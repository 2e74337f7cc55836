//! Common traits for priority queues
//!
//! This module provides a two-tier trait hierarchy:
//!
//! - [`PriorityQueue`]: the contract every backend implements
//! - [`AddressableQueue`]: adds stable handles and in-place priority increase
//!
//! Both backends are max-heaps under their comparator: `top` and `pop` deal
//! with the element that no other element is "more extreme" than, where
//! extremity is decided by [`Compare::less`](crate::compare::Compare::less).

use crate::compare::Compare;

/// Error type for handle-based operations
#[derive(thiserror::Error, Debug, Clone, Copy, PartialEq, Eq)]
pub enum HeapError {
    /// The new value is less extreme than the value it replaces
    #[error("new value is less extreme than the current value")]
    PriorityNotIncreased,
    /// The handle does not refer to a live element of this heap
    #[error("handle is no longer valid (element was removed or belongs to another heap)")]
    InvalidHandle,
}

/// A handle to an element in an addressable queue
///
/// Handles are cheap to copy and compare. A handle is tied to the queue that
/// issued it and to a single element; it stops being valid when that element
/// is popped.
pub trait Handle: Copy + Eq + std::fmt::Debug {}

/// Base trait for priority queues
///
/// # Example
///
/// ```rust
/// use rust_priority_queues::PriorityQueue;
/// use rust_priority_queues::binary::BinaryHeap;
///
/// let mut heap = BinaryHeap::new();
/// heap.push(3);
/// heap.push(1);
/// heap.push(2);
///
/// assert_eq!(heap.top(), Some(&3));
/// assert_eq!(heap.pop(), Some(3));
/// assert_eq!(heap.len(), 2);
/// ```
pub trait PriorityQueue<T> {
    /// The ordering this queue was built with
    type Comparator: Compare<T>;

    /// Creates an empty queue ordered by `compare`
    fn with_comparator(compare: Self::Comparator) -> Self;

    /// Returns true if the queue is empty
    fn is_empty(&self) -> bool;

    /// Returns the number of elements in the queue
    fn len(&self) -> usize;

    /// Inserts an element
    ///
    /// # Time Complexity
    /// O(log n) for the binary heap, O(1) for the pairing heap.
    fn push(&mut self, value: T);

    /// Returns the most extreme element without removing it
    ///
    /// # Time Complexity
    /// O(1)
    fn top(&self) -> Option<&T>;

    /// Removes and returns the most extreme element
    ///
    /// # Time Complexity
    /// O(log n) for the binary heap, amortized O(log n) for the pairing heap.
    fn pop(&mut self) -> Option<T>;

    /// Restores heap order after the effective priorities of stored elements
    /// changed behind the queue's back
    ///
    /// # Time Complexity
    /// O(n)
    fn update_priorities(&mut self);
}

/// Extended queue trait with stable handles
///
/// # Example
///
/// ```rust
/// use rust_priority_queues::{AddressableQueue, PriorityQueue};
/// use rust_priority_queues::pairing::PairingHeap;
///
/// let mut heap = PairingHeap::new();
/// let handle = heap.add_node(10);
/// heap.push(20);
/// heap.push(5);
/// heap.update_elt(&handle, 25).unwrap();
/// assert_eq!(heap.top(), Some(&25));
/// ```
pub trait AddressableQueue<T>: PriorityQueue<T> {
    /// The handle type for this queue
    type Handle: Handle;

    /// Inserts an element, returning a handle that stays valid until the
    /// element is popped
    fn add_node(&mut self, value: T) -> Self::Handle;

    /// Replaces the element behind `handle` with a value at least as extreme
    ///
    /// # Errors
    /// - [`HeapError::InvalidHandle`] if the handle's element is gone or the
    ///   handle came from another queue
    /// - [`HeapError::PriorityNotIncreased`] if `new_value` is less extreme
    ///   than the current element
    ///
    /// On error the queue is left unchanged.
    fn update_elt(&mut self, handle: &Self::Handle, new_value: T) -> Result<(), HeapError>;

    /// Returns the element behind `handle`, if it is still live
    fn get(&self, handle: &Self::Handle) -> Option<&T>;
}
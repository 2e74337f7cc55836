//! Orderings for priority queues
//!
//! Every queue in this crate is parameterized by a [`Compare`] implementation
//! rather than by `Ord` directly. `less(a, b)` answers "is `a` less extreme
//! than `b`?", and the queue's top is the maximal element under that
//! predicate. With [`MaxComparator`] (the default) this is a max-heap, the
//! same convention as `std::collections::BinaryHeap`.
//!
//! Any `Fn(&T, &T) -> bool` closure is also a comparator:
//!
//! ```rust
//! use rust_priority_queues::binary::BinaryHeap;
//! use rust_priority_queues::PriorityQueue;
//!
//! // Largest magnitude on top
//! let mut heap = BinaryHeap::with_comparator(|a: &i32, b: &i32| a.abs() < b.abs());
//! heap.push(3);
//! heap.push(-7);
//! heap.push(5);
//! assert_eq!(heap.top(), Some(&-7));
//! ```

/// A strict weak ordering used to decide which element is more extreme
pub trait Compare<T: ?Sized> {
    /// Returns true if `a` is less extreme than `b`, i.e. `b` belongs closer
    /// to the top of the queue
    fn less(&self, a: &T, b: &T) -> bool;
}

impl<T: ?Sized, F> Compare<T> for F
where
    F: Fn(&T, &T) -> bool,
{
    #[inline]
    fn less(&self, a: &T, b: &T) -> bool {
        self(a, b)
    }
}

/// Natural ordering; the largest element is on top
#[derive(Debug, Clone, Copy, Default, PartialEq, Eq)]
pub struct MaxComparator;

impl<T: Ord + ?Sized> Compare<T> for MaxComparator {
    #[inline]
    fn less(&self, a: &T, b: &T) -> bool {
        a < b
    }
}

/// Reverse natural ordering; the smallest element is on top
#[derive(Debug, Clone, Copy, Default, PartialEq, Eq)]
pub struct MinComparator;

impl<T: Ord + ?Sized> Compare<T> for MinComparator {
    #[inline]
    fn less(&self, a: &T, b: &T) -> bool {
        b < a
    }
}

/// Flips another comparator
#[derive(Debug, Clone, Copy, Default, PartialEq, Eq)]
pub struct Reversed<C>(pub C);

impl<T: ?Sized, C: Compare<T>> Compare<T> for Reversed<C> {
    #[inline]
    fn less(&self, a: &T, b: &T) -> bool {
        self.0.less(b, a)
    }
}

----

What you should do:
Output the listing verbatim through the "#[derive(thiserror::Error, Debug, Clone, Copy, PartialEq, Eq)]" line.

Task output:
repository 2e74337f7cc55836
//! Common traits for priority queues
//!
//! This module provides a two-tier trait hierarchy:
//!
//! - [`PriorityQueue`]: the contract every backend implements
//! - [`AddressableQueue`]: adds stable handles and in-place priority increase
//!
//! Both backends are max-heaps under their comparator: `top` and `pop` deal
//! with the element that no other element is "more extreme" than, where
//! extremity is decided by [`Compare::less`](crate::compare::Compare::less).

use crate::compare::Compare;

/// Error type for handle-based operations
#[derive(thiserror::Error, Debug, Clone, Copy, PartialEq, Eq)]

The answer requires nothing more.